- Community-based research
- Mixed-methods research
- Qualitative research
- Minority stress
- Feminist disability studies
- Sexual, reproductive, and perinatal health
- Reproductive technologies
- Disability and health
- Gender and health
- LGBTQ health
- Mental health
The approaches I use in my research greatly inform my teaching. I aim to create a intersectional feminist and social justice-oriented classroom. I encourage students to be reflexive and critical of their own postionalities and the questions that they ask, ultimately challenging students to think beyond their own perspectives and see the world through a different set of assumptions and paradigms.
Courses I have contributed to at the University of Toronto:
Gender and Health (Dalla Lana School of Public Health, University of Toronto – St. George campus; graduate level; Instructor: Gillian Einstein, PhD)
Gender and Health serves as the Core Course for the Collaborative Graduate Program in Women’s Health and, as such it considers gender and health in the historical context of women’s health. The evolution of the field of Gender and Health from the Women’s Health Movement is considered. The contributions of both sex and gender to health are critically examined and the value of separating and uniting the two, discussed. We consider select topics such as the history of women’s health, sexual differentiation, select diseases and conditions more common in women, evidence based medicine and ignorance, masculine practices in health care seeking, embodiment, and how the social (gender) can become biological (sex). The course aims to foster the development of critical and innovative approaches to the understanding health through a multidisciplinary approach to the literature and by merging the social with the biological
Role: In winter 2015, I worked closely with Dr. Einstein to add new content to this course and gave three guest lectures, including one on intersectionality. I also gave guest lectures in winter 2016 and winter 2017.

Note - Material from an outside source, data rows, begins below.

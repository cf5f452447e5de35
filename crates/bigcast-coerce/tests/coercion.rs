//! Coercion behaviour seen from outside the crate.

use bigcast_coerce::{
    float_operand, integer_operand, is_integer_like, set_float, set_integer, set_rat_frac,
    set_rational, to_float, to_integer, to_rat_frac, to_rational,
};
use bigcast_core::precision::DEFAULT_PRECISION;
use bigcast_core::{Error, Float, Integer, NumberKind, Rational, Word};

#[test]
fn every_integer_source_kind() {
    let words: [Word; 2] = [5, 1];
    let expected = (&Integer::new(1) << (Word::BITS as usize)) + Integer::new(5);

    assert_eq!(to_integer(&words[..]).unwrap(), expected);
    assert_eq!(to_integer(&[0x01u8, 0x00][..]).unwrap(), Integer::new(256));
    assert_eq!(to_integer(&[][..] as &[u8]).unwrap(), Integer::new(0));
    assert_eq!(to_integer("0o17").unwrap(), Integer::new(15));
    assert_eq!(to_integer("017").unwrap(), Integer::new(15));
    assert_eq!(to_integer("-0b1_0").unwrap(), Integer::new(-2));
    assert_eq!(to_integer(usize::MAX).unwrap(), Integer::from(usize::MAX));
}

#[test]
fn literal_failures_name_the_family() {
    assert_eq!(
        to_integer("1_000"),
        Err(Error::parse(NumberKind::Integer, "1_000"))
    );
    assert_eq!(
        to_rational("1/2x"),
        Err(Error::parse(NumberKind::Rational, "1/2x"))
    );
    assert_eq!(to_float("pi"), Err(Error::parse(NumberKind::Float, "pi")));
}

#[test]
fn setters_leave_destination_on_failure() {
    let mut n = Integer::new(3);
    let mut r = Rational::from_i64(1, 3);
    let mut f = Float::from_f64(0.5).unwrap();

    assert!(set_integer(&mut n, "x").is_err());
    assert!(set_rational(&mut r, f64::NAN).is_err());
    assert!(set_float(&mut f, "nope").is_err());
    assert!(set_rat_frac(&mut r, 1, 0).is_err());

    assert_eq!(n, Integer::new(3));
    assert_eq!(r, Rational::from_i64(1, 3));
    assert_eq!(f.to_f64(), 0.5);
}

#[test]
fn canonical_operands_are_borrowed() {
    let n = Integer::new(12);
    let f = Float::from_f64(1.25).unwrap();
    assert!(std::ptr::eq(&*integer_operand(&n).unwrap(), &n));
    assert!(std::ptr::eq(&*float_operand(&f).unwrap(), &f));
}

#[test]
fn long_literals_widen_precision() {
    let src = "3.14159265358979323846264338327950288419716939937510";
    let f = to_float(src).unwrap();
    assert!(f.precision() > DEFAULT_PRECISION);
    assert_eq!(f.to_f64(), std::f64::consts::PI);
}

#[test]
fn classification_table() {
    let big = Integer::new(123);
    let third = to_float(&Rational::from_i64(1, 3)).unwrap();
    for (like, label) in [
        (is_integer_like(-5), "-5"),
        (is_integer_like(0), "0"),
        (is_integer_like(7), "7"),
        (is_integer_like(&big), "Integer(123)"),
    ] {
        assert!(like, "{label}");
    }
    assert!(!is_integer_like(3.5));
    assert!(!is_integer_like(&third));
}

#[test]
fn fraction_fast_path_cases() {
    for (x, y) in [(6, 3), (-7, 2), (0, 5)] {
        let direct = Rational::new(Integer::new(x), Integer::new(y));
        assert_eq!(to_rat_frac(x, y).unwrap(), direct);
    }
}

“Lesley, I am really hoping you will consider being a resource to me as I begin to read about intersectionality this term. And also, obviously, I wouldn’t have been able to conceive of this project if it wasn’t for the Gender and Health class, so thank you for that, too.” – Student now in a PhD program, 2015
The Politics of Gender and Health (Women & Gender Studies Institute, University of Toronto – St. George campus; undergraduate level; Instructor: June Larkin, PhD)
This interdisciplinary course is an introduction to critical concepts and approaches used to investigate and theorize the intersections of gender, health and biomedicine, particularly in the context of women’s lives both locally and transnationally. A key focus is on the politics of power/knowledge at the intersection of medical discourses and various axis of difference, as well as the ways – theoretical and practical – that feminists have responded to medicalization. Drawing on both historical and contemporary material, we will consider the ways medicine has operated as a force for social control that organizes and disciplines populations, primarily through its ability to construct particular bodies as deviant. Using an intersectional analysis we will examine how local and global economies shape women’s health in ways that impact on citizenship, labour, reproduction and other rights-based issues.
Role: I acted as a teaching assistant for this course and did two guest lectures (one in winter 2010 and one in fall 2014) on the topic of biotechnologies and reproductive technologies.
“Lesley, congrats on a great lecture last week. A number of students said it was a great class. You made it so interesting – they really got into it.” – J. Larkin, 2014
Women and Health: Past and Present (Health Studies, University of Toronto – Scarborough campus; undergraduate level; Instructor: Toba Bryant, PhD (fall 2010), Suzanne Sicchia, PhD (summer 2015))
This advanced seminar course applies an intersectional lens to the study of women and health, past and present. A commitment to critical public health that recognizes the importance of the biological, social, economic, political and historical factors that shape women’s health is assumed. Course readings draw on theories from a wide range of disciplinary and methodological traditions, including: epidemiological, sociological, political economy and human rights approaches to (women’s) health. Women’s interactions with health care systems are of particular interest. Specific topic areas to be discussed include: women’s health movements; aging and the life-course; women and chronic diseases; poverty and social exclusion, negotiating sexualities and health; reproductive health and mothering; complex emergencies and refugee women’s health, and doing dis/ability.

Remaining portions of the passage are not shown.